DATA SECTION Block Start

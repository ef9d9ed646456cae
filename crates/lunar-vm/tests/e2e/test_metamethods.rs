use super::helpers::*;
use lunar_bytecode::opcode::OpCode;
use lunar_core::closure::NativeFunction;
use lunar_core::native::NativeContext;
use lunar_core::object::HostValue;
use lunar_core::string::LuaStr;
use lunar_core::table::{Table, TableRef};
use lunar_vm::{LuaError, TValue, Vm};

fn table_with(fields: &[(&str, TValue)]) -> TableRef {
    let t = Table::new(0, fields.len()).into_ref();
    for (k, v) in fields {
        t.borrow_mut().raw_set_str(LuaStr::from(*k), v.clone());
    }
    t
}

fn native(
    name: &str,
    f: impl Fn(&mut NativeContext<'_>) -> Result<Vec<TValue>, LuaError> + 'static,
) -> TValue {
    TValue::from_native(NativeFunction::new(name, f))
}

fn with_meta(vm: &mut Vm, mt: TableRef) -> TValue {
    let t = TValue::new_table();
    vm.set_metatable(&t, Some(mt));
    t
}

/// `return obj.<key>`
fn get_field(key: &str) -> lunar_bytecode::proto::Proto {
    let mut asm = Asm::main();
    asm.get_global(0, "obj");
    let k = asm.rks(key);
    asm.abc(OpCode::GetTable, 0, 0, k);
    asm.abc(OpCode::Return, 0, 2, 0);
    asm.finish()
}

/// `return a <op> b` as a boolean, for EQ/LT/LE.
fn compare(op: OpCode) -> lunar_bytecode::proto::Proto {
    let mut asm = Asm::main();
    asm.get_global(0, "a");
    asm.get_global(1, "b");
    asm.abc(op, 1, 0, 1);
    asm.asbx(OpCode::Jmp, 0, 1);
    asm.abc(OpCode::LoadBool, 2, 0, 1);
    asm.abc(OpCode::LoadBool, 2, 1, 0);
    asm.abc(OpCode::Return, 2, 2, 0);
    asm.finish()
}

#[test]
fn test_index_chain_three_levels() {
    let mut vm = new_vm();
    let t3 = table_with(&[("key", TValue::from_integer(42))]);
    let t2 = with_meta(&mut vm, table_with(&[("__index", TValue::Table(t3))]));
    let t1 = with_meta(&mut vm, table_with(&[("__index", t2)]));
    vm.set_global("obj", t1);
    let r = run_on(&mut vm, get_field("key"));
    assert_int(&r, 0, 42);
}

#[test]
fn test_index_loop_detected() {
    let mut vm = new_vm();
    let mt = Table::new(0, 1).into_ref();
    let obj = with_meta(&mut vm, mt.clone());
    mt.borrow_mut()
        .raw_set_str(LuaStr::from("__index"), obj.clone());
    vm.set_global("obj", obj);
    assert_eq!(
        run_err_on(&mut vm, get_field("missing")),
        "test:1: '__index' chain too long; possible loop"
    );
}

#[test]
fn test_index_function_gets_key() {
    // __index = function(t, k) return k .. k end
    let mut f = Asm::function(2, 1);
    f.abc(OpCode::Move, 2, 1, 0);
    f.abc(OpCode::Move, 3, 1, 0);
    f.abc(OpCode::Concat, 2, 2, 3);
    f.abc(OpCode::Return, 2, 2, 0);

    let mut vm = new_vm();
    let handler = vm.load(f.finish()).unwrap();
    let obj = with_meta(&mut vm, table_with(&[("__index", handler)]));
    vm.set_global("obj", obj);
    let r = run_on(&mut vm, get_field("ab"));
    assert_str(&r, 0, "abab");
}

#[test]
fn test_newindex_redirects_absent_keys() {
    // obj.x = 5; return obj.x
    let mut asm = Asm::main();
    asm.get_global(0, "obj");
    let x = asm.rks("x");
    let five = asm.rki(5);
    asm.abc(OpCode::SetTable, 0, x, five);
    asm.abc(OpCode::GetTable, 1, 0, x);
    asm.abc(OpCode::Return, 1, 2, 0);

    let mut vm = new_vm();
    let store = Table::new(0, 1).into_ref();
    let obj = with_meta(
        &mut vm,
        table_with(&[("__newindex", TValue::Table(store.clone()))]),
    );
    vm.set_global("obj", obj);
    let r = run_on(&mut vm, asm.finish());
    assert_nil(&r, 0);
    assert_eq!(
        store.borrow().raw_get_str(&LuaStr::from("x")),
        TValue::from_integer(5)
    );
}

#[test]
fn test_eq_metamethod() {
    let mut vm = new_vm();
    let mt = table_with(&[("__eq", native("eq", |_| Ok(vec![TValue::from_bool(true)])))]);
    let a = with_meta(&mut vm, mt.clone());
    let b = with_meta(&mut vm, mt);
    vm.set_global("a", a);
    vm.set_global("b", b);
    let r = run_on(&mut vm, compare(OpCode::Eq));
    assert_bool(&r, 0, true);
}

#[test]
fn test_eq_without_metamethod_is_identity() {
    let mut vm = new_vm();
    vm.set_global("a", TValue::new_table());
    vm.set_global("b", TValue::new_table());
    let r = run_on(&mut vm, compare(OpCode::Eq));
    assert_bool(&r, 0, false);

    vm.set_global("a", TValue::from_integer(1));
    vm.set_global("b", TValue::from_float(1.0));
    let r = run_on(&mut vm, compare(OpCode::Eq));
    assert_bool(&r, 0, true);
}

#[test]
fn test_le_falls_back_to_lt() {
    // Objects ordered by their "v" field through __lt only
    let mut vm = new_vm();
    let lt = native("lt", |ctx| {
        let key = TValue::from("v");
        let (lhs, rhs) = (ctx.arg(1), ctx.arg(2));
        let a = ctx.index(&lhs, &key)?;
        let b = ctx.index(&rhs, &key)?;
        Ok(vec![TValue::from_bool(
            a.as_integer().unwrap_or(0) < b.as_integer().unwrap_or(0),
        )])
    });
    let mt = table_with(&[("__lt", lt)]);
    let a = with_meta(&mut vm, mt.clone());
    let b = with_meta(&mut vm, mt);
    vm.set_index(&a, TValue::from("v"), TValue::from_integer(1)).unwrap();
    vm.set_index(&b, TValue::from("v"), TValue::from_integer(2)).unwrap();
    vm.set_global("a", a);
    vm.set_global("b", b);

    let r = run_on(&mut vm, compare(OpCode::Lt));
    assert_bool(&r, 0, true);
    let r = run_on(&mut vm, compare(OpCode::Le));
    assert_bool(&r, 0, true);
}

#[test]
fn test_compare_error() {
    let mut vm = new_vm();
    vm.set_global("a", TValue::from_integer(1));
    vm.set_global("b", TValue::from("x"));
    assert_eq!(
        run_err_on(&mut vm, compare(OpCode::Lt)),
        "test:1: attempt to compare number with string"
    );
    vm.set_global("a", TValue::new_table());
    vm.set_global("b", TValue::new_table());
    assert_eq!(
        run_err_on(&mut vm, compare(OpCode::Le)),
        "test:1: attempt to compare two table values"
    );
}

#[test]
fn test_arith_concat_len_metamethods() {
    // return obj + 1, 1 + obj, obj .. "x", #obj, -obj
    let mut asm = Asm::main();
    asm.get_global(0, "obj");
    let one = asm.rki(1);
    asm.abc(OpCode::Add, 1, 0, one);
    asm.abc(OpCode::Add, 2, one, 0);
    asm.abc(OpCode::Move, 3, 0, 0);
    asm.load_str(4, "x");
    asm.abc(OpCode::Concat, 3, 3, 4);
    asm.abc(OpCode::Len, 4, 0, 0);
    asm.abc(OpCode::Unm, 5, 0, 0);
    asm.abc(OpCode::Return, 1, 6, 0);

    let mut vm = new_vm();
    let mt = table_with(&[
        ("__add", native("add", |ctx| {
            // The table may be either operand
            let n = if ctx.arg(1).is_table() { ctx.arg(2) } else { ctx.arg(1) };
            Ok(vec![TValue::from_integer(100 + n.as_integer().unwrap_or(0))])
        })),
        ("__concat", native("concat", |_| Ok(vec![TValue::from("cat")]))),
        ("__len", native("len", |_| Ok(vec![TValue::from_integer(99)]))),
        ("__unm", native("unm", |_| Ok(vec![TValue::from("neg")]))),
    ]);
    let obj = with_meta(&mut vm, mt);
    vm.set_global("obj", obj);

    let r = run_on(&mut vm, asm.finish());
    assert_int(&r, 0, 101);
    assert_int(&r, 1, 101);
    assert_str(&r, 2, "cat");
    assert_int(&r, 3, 99);
    assert_str(&r, 4, "neg");
}

#[test]
fn test_concat_mixed_values() {
    // return "a" .. 1 .. 2.5
    let mut asm = Asm::main();
    asm.load_str(0, "a");
    asm.load_int(1, 1);
    let k = asm.kflt(2.5);
    asm.abx(OpCode::LoadK, 2, k);
    asm.abc(OpCode::Concat, 0, 0, 2);
    asm.abc(OpCode::Return, 0, 2, 0);
    let r = run(asm.finish());
    assert_str(&r, 0, "a12.5");
}

#[test]
fn test_concat_error_names_operand() {
    // local s = "a"; local t = {}; return s .. t
    let mut asm = Asm::main();
    asm.load_str(0, "a");
    asm.abc(OpCode::NewTable, 1, 0, 0);
    asm.abc(OpCode::Move, 2, 0, 0);
    asm.abc(OpCode::Move, 3, 1, 0);
    asm.abc(OpCode::Concat, 2, 2, 3);
    asm.abc(OpCode::Return, 2, 2, 0);
    asm.local("s", 1, 6);
    asm.local("t", 2, 6);
    assert_eq!(
        run_err(asm.finish()),
        "test:1: attempt to concatenate a table value (local 't')"
    );
}

#[test]
fn test_name_metafield_in_messages() {
    let mut vm = new_vm();
    let obj = with_meta(&mut vm, table_with(&[("__name", TValue::from("Point"))]));
    vm.set_global("obj", obj);

    let mut asm = Asm::main();
    asm.get_global(0, "obj");
    let one = asm.rki(1);
    asm.abc(OpCode::Add, 0, 0, one);
    asm.abc(OpCode::Return, 0, 2, 0);
    assert_eq!(
        run_err_on(&mut vm, asm.finish()),
        "test:1: attempt to perform arithmetic on a Point value (global 'obj')"
    );
}

#[test]
fn test_recursive_index_function_is_caught() {
    // setmetatable(obj, {__index = function(t, k) return t[k] end}); return obj.x
    let mut vm = new_vm();
    let mut handler = Asm::function(2, 1);
    handler.abc(OpCode::GetTable, 2, 0, 1);
    handler.abc(OpCode::Return, 2, 2, 0);
    let handler = vm.load(handler.finish()).unwrap();
    let obj = with_meta(&mut vm, table_with(&[("__index", handler)]));
    vm.set_global("obj", obj);

    let err = vm.run(get_field("x")).unwrap_err();
    assert!(
        err.to_string().ends_with("C stack overflow"),
        "unexpected error: {err}"
    );
    assert!(vm.call_stack.is_empty());
    assert_eq!(vm.native_depth, 0);

    // Still usable afterwards
    vm.set_global("obj", TValue::new_table());
    let r = run_on(&mut vm, get_field("x"));
    assert_nil(&r, 0);
}

struct Point {
    x: i64,
}

fn point(x: i64, mt: &TableRef) -> TValue {
    TValue::Host(std::rc::Rc::new(HostValue::with_metatable(
        Point { x },
        mt.clone(),
    )))
}

fn point_x(ctx: &NativeContext<'_>, n: usize) -> Result<i64, LuaError> {
    let h = ctx.check_host(n)?;
    match h.downcast_ref::<Point>() {
        Some(p) => Ok(p.x),
        None => Err(ctx.type_error(n, "Point")),
    }
}

fn point_meta() -> TableRef {
    table_with(&[
        ("__name", TValue::from("Point")),
        (
            "__index",
            native("point_index", |ctx| {
                let x = point_x(ctx, 1)?;
                let key = ctx.check_string(2)?;
                Ok(vec![match key.as_bytes() {
                    b"x" => TValue::from_integer(x),
                    _ => TValue::Nil,
                }])
            }),
        ),
        (
            "__eq",
            native("point_eq", |ctx| {
                let same = point_x(ctx, 1)? == point_x(ctx, 2)?;
                Ok(vec![TValue::from_bool(same)])
            }),
        ),
    ])
}

#[test]
fn test_host_value_with_metatable() {
    let mut vm = new_vm();
    let mt = point_meta();
    let a = point(3, &mt);
    assert_eq!(vm.type_of(&a), "userdata");
    assert_eq!(vm.type_name(&a), "Point");

    vm.set_global("obj", a.clone());
    let r = run_on(&mut vm, get_field("x"));
    assert_int(&r, 0, 3);
    let r = run_on(&mut vm, get_field("y"));
    assert_nil(&r, 0);

    // Distinct host values compare through __eq
    vm.set_global("a", a.clone());
    vm.set_global("b", point(3, &mt));
    let r = run_on(&mut vm, compare(OpCode::Eq));
    assert_bool(&r, 0, true);
    vm.set_global("b", point(4, &mt));
    let r = run_on(&mut vm, compare(OpCode::Eq));
    assert_bool(&r, 0, false);

    // Host values without a metatable only equal themselves
    let bare = TValue::Host(std::rc::Rc::new(HostValue::new(Point { x: 3 })));
    vm.set_global("a", bare.clone());
    vm.set_global("b", bare);
    let r = run_on(&mut vm, compare(OpCode::Eq));
    assert_bool(&r, 0, true);
}

#[test]
fn test_host_value_index_error_uses_name() {
    let mut vm = new_vm();
    let bare = TValue::Host(std::rc::Rc::new(HostValue::new(Point { x: 1 })));
    vm.set_global("obj", bare);
    assert_eq!(
        run_err_on(&mut vm, get_field("x")),
        "test:1: attempt to index a userdata value (global 'obj')"
    );
}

DATA SECTION Block End

§ TASK DIRECTIONS
From the records, determine the number of lines holding the word "handler", and state that number only.

§ ANSWER BOX
7